▸ Activity
In the listing below, find every line with the string "BootstrapResult" and pull it out.
-------- Records supplied
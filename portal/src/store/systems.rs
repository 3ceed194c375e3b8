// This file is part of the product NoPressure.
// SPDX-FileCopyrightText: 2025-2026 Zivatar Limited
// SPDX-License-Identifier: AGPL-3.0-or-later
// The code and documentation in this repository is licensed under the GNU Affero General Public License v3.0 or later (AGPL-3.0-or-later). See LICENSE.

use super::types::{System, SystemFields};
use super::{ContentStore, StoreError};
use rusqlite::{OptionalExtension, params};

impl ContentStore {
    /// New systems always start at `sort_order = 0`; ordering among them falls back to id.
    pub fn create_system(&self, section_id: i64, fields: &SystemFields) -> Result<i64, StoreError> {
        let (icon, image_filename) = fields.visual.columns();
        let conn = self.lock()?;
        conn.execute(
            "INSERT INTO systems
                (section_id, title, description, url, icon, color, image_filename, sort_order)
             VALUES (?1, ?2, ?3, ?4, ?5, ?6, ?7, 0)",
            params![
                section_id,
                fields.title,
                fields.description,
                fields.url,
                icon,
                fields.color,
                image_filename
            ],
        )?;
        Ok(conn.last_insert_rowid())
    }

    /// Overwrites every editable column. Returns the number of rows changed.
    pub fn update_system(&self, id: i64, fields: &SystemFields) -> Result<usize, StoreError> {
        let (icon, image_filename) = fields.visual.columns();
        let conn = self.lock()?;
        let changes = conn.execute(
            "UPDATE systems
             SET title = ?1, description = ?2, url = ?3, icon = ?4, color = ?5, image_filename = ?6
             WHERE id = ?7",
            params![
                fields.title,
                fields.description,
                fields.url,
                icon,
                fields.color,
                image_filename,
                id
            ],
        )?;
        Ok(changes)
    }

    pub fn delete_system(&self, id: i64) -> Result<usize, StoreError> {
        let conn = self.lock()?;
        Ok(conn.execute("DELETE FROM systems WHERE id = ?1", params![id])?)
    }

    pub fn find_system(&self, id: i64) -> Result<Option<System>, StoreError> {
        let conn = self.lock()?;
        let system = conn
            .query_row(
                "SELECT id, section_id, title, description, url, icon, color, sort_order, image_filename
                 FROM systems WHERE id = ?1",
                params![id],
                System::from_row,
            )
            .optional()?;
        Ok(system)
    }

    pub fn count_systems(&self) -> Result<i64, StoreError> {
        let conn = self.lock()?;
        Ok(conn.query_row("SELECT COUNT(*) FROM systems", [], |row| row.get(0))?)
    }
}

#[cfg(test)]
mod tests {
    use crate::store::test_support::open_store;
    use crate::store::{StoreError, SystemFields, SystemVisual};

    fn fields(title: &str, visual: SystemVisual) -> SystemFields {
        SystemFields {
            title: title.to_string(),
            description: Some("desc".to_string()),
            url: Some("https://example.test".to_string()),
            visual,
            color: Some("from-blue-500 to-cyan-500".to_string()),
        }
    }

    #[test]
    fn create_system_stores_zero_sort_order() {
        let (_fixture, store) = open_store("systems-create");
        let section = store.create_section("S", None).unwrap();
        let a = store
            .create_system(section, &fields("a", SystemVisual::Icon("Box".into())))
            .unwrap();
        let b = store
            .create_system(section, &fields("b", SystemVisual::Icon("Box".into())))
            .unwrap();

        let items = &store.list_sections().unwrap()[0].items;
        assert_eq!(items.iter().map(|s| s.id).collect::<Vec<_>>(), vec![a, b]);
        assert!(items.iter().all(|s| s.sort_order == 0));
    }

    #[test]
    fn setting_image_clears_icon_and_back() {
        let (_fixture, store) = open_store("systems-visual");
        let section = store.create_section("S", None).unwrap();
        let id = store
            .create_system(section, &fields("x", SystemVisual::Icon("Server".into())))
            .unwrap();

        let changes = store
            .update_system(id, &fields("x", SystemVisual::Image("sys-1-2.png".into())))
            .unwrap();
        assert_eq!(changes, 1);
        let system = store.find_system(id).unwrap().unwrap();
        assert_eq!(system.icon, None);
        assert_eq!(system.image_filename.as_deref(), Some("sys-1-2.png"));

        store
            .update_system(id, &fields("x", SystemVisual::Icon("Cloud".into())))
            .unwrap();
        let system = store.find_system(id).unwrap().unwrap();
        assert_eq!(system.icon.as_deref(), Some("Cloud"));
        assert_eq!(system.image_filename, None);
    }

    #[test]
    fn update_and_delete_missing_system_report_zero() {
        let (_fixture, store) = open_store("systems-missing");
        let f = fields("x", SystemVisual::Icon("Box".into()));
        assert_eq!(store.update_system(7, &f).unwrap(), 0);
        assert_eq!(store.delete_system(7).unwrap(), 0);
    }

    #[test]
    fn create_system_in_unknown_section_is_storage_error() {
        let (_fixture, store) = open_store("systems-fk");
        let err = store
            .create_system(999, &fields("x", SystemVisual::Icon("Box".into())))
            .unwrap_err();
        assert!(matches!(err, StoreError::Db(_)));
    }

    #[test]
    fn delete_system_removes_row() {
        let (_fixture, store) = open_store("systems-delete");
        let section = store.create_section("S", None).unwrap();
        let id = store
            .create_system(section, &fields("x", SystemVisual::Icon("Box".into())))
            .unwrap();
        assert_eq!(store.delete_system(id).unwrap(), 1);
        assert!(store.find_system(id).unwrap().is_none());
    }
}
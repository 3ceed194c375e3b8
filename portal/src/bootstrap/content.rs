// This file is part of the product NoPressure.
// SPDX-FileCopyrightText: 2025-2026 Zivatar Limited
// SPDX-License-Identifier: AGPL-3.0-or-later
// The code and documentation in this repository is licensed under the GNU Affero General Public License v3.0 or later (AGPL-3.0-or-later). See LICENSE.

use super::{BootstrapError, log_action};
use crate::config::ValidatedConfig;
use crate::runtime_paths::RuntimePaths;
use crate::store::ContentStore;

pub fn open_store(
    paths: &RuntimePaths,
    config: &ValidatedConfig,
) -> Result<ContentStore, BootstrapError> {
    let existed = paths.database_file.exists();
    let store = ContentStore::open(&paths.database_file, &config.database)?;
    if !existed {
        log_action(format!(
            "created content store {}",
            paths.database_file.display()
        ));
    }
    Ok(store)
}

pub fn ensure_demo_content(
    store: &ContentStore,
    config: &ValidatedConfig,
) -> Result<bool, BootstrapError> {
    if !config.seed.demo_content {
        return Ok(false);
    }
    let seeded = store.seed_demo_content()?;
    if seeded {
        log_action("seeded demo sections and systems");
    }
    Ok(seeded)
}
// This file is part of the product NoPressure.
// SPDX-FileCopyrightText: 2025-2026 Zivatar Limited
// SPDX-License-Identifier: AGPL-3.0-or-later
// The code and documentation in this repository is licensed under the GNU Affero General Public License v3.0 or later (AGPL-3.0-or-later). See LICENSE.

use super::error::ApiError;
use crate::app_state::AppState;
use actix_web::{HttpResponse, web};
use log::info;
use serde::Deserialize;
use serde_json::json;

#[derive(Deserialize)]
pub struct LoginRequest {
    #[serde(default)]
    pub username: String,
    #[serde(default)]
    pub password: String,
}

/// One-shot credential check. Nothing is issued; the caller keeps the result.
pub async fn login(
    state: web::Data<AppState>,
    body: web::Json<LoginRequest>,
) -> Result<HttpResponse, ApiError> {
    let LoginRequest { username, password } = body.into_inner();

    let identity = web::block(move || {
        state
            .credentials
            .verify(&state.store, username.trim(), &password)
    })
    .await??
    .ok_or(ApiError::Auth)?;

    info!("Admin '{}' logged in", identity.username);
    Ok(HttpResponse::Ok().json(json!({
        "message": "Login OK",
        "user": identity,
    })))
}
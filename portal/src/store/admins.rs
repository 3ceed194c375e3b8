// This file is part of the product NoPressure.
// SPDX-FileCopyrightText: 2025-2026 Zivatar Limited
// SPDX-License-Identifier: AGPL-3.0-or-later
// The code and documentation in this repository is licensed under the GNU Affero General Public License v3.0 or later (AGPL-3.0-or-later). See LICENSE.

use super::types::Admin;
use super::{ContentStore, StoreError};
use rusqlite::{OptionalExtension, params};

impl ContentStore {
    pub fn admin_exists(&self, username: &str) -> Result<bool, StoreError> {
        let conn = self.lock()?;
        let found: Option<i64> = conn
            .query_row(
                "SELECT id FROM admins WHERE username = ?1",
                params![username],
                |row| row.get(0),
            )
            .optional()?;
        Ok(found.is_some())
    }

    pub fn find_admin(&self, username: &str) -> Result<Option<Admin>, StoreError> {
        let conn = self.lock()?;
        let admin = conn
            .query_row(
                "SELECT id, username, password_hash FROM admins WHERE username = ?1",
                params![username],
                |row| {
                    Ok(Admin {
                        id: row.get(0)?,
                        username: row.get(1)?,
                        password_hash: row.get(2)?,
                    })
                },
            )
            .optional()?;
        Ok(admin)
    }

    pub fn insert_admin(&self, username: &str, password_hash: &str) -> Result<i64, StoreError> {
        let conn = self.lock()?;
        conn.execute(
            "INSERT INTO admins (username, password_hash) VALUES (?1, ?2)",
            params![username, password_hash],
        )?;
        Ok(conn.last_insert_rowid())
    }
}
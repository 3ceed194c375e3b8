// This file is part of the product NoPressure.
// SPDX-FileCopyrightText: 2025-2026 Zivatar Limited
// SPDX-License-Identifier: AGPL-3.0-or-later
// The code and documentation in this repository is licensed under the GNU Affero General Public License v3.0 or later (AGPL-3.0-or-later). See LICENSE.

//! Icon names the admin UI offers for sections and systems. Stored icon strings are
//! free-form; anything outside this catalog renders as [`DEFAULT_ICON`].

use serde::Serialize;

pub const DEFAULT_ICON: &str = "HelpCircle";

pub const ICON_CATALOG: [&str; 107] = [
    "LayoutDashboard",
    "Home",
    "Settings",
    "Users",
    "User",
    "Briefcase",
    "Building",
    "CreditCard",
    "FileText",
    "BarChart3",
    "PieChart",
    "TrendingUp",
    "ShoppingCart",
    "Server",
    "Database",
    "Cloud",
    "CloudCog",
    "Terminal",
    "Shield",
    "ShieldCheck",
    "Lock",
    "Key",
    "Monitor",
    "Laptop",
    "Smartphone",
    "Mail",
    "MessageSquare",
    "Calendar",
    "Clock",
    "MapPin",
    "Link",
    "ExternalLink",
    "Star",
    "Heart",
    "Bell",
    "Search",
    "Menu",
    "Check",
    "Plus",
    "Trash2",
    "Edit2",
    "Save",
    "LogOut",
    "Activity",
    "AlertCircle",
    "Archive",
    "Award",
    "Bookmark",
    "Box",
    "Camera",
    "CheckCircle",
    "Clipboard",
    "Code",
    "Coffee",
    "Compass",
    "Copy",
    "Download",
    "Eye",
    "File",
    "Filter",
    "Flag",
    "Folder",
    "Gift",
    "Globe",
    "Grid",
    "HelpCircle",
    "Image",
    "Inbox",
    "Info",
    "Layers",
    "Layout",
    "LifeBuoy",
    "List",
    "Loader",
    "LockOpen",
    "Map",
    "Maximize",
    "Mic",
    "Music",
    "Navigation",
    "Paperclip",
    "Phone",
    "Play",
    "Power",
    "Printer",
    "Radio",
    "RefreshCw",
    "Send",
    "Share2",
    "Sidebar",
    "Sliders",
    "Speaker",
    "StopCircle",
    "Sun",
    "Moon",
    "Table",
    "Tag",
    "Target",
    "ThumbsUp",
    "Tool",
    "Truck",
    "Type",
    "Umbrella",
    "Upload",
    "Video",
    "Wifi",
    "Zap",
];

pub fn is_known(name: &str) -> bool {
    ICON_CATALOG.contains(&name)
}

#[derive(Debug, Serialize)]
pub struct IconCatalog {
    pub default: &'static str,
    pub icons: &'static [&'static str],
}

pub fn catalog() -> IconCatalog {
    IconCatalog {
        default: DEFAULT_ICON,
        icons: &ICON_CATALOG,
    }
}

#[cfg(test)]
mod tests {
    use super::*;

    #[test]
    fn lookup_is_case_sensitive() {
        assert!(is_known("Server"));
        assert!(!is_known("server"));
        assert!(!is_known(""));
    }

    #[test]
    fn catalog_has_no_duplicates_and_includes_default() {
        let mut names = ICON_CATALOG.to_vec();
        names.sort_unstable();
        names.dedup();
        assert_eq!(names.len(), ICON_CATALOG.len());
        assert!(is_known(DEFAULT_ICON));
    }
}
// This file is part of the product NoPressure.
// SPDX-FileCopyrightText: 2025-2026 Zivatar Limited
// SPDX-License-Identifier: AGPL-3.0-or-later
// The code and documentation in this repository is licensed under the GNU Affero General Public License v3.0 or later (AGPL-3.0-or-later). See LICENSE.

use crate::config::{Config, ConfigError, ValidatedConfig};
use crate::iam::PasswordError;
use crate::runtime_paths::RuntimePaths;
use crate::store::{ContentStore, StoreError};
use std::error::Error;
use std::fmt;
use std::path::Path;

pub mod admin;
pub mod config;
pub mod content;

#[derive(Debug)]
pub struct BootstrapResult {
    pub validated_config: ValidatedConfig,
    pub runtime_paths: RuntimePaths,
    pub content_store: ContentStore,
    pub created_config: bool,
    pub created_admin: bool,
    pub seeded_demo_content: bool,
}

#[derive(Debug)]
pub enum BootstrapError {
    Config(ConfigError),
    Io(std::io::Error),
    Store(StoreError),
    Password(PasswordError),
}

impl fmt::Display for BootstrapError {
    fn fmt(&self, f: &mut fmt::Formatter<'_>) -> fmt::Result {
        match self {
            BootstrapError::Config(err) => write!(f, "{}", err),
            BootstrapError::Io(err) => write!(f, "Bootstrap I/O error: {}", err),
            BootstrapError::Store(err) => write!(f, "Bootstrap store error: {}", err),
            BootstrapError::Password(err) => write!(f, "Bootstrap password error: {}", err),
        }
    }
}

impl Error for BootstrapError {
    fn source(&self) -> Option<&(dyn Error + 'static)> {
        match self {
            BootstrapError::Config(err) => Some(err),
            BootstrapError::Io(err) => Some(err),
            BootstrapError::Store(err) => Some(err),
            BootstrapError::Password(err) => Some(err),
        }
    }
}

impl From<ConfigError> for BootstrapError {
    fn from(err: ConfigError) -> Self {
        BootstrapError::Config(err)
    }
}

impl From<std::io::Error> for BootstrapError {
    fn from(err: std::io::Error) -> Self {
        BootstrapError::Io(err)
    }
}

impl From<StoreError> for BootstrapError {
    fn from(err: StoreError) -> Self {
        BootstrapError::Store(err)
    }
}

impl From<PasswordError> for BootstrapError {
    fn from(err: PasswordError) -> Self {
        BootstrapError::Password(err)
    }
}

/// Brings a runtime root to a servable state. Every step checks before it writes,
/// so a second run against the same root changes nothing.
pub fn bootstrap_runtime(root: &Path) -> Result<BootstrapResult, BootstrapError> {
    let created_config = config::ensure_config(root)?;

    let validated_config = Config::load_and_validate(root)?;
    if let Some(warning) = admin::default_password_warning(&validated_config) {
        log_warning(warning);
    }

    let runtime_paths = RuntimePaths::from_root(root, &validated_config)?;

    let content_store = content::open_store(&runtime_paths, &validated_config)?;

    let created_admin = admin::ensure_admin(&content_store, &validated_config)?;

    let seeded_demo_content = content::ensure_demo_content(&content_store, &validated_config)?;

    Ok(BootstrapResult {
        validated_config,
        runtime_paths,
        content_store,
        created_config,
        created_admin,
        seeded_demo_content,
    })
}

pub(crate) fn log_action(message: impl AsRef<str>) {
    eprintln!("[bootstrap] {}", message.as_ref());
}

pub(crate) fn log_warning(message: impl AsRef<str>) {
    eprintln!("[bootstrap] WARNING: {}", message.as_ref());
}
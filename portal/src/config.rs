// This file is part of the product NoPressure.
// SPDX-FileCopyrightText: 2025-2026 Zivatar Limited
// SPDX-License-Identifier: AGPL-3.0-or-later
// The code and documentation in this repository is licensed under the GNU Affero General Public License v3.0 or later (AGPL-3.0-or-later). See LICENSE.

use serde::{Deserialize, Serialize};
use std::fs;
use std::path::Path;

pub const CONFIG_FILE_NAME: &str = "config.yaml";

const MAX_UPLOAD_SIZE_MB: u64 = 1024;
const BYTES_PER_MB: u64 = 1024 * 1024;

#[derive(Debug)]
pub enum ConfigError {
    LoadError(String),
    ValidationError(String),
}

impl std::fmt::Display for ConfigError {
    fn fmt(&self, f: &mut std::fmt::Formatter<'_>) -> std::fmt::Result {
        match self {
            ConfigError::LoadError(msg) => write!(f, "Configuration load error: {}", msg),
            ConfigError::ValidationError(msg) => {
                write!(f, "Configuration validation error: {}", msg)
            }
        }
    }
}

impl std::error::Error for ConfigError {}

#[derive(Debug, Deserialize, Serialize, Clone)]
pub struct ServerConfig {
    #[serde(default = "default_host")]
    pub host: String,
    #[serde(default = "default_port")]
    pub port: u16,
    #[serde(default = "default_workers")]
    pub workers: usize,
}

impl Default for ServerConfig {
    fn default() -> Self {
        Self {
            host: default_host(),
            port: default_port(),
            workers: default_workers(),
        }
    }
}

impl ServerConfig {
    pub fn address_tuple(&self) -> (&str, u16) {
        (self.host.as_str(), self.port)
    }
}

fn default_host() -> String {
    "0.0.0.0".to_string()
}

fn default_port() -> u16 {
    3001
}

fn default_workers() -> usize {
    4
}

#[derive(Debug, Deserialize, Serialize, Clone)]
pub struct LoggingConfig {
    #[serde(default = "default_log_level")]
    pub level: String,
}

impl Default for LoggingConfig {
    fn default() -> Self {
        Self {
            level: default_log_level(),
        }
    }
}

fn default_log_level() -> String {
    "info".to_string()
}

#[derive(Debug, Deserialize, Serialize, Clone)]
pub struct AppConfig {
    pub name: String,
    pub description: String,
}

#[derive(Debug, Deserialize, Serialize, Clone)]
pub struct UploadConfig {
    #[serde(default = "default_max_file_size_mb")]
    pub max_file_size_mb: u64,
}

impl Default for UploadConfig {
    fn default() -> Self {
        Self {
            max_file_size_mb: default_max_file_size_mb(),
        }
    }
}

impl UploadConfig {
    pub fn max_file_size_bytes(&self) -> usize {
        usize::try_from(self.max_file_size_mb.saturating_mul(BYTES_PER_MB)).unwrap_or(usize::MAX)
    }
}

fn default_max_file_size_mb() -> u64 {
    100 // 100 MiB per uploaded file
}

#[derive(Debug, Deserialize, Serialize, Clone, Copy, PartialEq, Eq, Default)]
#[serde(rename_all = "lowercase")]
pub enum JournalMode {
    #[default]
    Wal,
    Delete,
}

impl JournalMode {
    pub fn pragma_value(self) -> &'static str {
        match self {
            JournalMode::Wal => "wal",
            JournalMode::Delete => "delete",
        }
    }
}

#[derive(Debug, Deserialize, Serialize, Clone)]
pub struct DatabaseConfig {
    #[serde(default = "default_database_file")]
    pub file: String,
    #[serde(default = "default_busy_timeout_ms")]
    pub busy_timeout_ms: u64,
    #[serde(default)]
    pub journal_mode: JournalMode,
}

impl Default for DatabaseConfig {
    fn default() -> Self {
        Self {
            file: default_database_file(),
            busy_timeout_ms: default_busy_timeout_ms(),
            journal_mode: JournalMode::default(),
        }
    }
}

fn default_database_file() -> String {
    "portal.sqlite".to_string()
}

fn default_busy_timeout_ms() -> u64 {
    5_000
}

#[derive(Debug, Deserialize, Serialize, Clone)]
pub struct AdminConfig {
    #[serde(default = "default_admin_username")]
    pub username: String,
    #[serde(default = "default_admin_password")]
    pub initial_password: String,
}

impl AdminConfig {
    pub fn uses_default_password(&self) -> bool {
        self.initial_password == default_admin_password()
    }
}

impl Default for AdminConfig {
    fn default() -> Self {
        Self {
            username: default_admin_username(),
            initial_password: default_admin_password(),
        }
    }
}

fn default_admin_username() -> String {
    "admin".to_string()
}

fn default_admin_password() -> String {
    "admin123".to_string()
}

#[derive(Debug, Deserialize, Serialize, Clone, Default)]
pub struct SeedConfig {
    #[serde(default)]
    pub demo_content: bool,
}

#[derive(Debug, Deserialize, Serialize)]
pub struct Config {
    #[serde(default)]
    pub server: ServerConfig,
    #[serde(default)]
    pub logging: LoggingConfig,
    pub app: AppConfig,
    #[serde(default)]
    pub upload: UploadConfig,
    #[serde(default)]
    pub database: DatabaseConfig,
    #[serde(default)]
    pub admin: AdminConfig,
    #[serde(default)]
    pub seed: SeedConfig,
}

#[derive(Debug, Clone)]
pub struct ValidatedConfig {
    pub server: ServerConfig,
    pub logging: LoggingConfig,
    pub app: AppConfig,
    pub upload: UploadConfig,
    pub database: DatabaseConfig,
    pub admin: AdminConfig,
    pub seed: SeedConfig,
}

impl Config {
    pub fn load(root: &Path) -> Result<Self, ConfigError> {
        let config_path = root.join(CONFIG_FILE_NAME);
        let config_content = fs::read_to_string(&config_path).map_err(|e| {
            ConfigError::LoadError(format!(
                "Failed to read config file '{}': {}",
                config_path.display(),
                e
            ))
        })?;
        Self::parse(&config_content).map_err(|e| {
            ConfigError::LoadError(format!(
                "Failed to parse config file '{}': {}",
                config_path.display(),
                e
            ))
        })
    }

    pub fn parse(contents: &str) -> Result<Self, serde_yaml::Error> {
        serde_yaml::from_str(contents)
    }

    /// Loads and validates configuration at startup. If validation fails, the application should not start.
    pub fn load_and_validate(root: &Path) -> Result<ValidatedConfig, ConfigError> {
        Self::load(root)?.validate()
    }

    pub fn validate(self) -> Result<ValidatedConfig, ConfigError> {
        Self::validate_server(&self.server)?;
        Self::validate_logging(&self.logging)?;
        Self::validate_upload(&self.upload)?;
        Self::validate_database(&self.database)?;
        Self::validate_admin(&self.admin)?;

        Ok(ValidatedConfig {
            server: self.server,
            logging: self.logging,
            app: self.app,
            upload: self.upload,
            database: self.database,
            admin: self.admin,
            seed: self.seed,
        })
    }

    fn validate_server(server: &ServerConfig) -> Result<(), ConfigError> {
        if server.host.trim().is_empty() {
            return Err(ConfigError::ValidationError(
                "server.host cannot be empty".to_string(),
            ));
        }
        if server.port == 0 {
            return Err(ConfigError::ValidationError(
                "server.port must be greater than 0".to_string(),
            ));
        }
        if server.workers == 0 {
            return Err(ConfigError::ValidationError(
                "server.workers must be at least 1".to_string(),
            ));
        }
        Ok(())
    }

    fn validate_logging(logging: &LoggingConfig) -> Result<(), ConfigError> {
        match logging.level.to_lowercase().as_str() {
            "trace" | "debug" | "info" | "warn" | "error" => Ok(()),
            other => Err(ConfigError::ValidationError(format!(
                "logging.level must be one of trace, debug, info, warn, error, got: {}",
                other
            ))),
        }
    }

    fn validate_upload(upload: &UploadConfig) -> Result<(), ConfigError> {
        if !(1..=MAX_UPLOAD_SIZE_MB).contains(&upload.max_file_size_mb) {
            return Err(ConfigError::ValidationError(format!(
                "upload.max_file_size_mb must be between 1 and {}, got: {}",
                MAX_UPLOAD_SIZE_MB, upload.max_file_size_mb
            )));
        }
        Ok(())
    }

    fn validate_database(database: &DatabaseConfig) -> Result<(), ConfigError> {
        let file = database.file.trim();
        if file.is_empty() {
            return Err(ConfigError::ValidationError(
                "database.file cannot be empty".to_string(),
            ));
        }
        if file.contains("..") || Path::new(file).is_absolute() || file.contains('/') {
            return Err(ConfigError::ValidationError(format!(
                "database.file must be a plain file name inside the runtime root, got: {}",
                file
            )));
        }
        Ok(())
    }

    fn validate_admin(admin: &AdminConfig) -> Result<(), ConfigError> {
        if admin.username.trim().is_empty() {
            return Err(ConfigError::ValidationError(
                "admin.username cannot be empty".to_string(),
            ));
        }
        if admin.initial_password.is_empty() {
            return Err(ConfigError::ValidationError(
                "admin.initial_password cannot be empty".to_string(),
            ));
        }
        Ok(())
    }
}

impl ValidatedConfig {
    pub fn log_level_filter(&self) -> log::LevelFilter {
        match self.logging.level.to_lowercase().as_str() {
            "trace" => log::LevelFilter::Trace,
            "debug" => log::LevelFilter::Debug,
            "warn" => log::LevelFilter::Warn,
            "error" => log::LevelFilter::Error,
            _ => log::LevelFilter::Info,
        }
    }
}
----------------
▸ Response area
pub struct BootstrapResult {
pub fn bootstrap_runtime(root: &Path) -> Result<BootstrapResult, BootstrapError> {
    Ok(BootstrapResult {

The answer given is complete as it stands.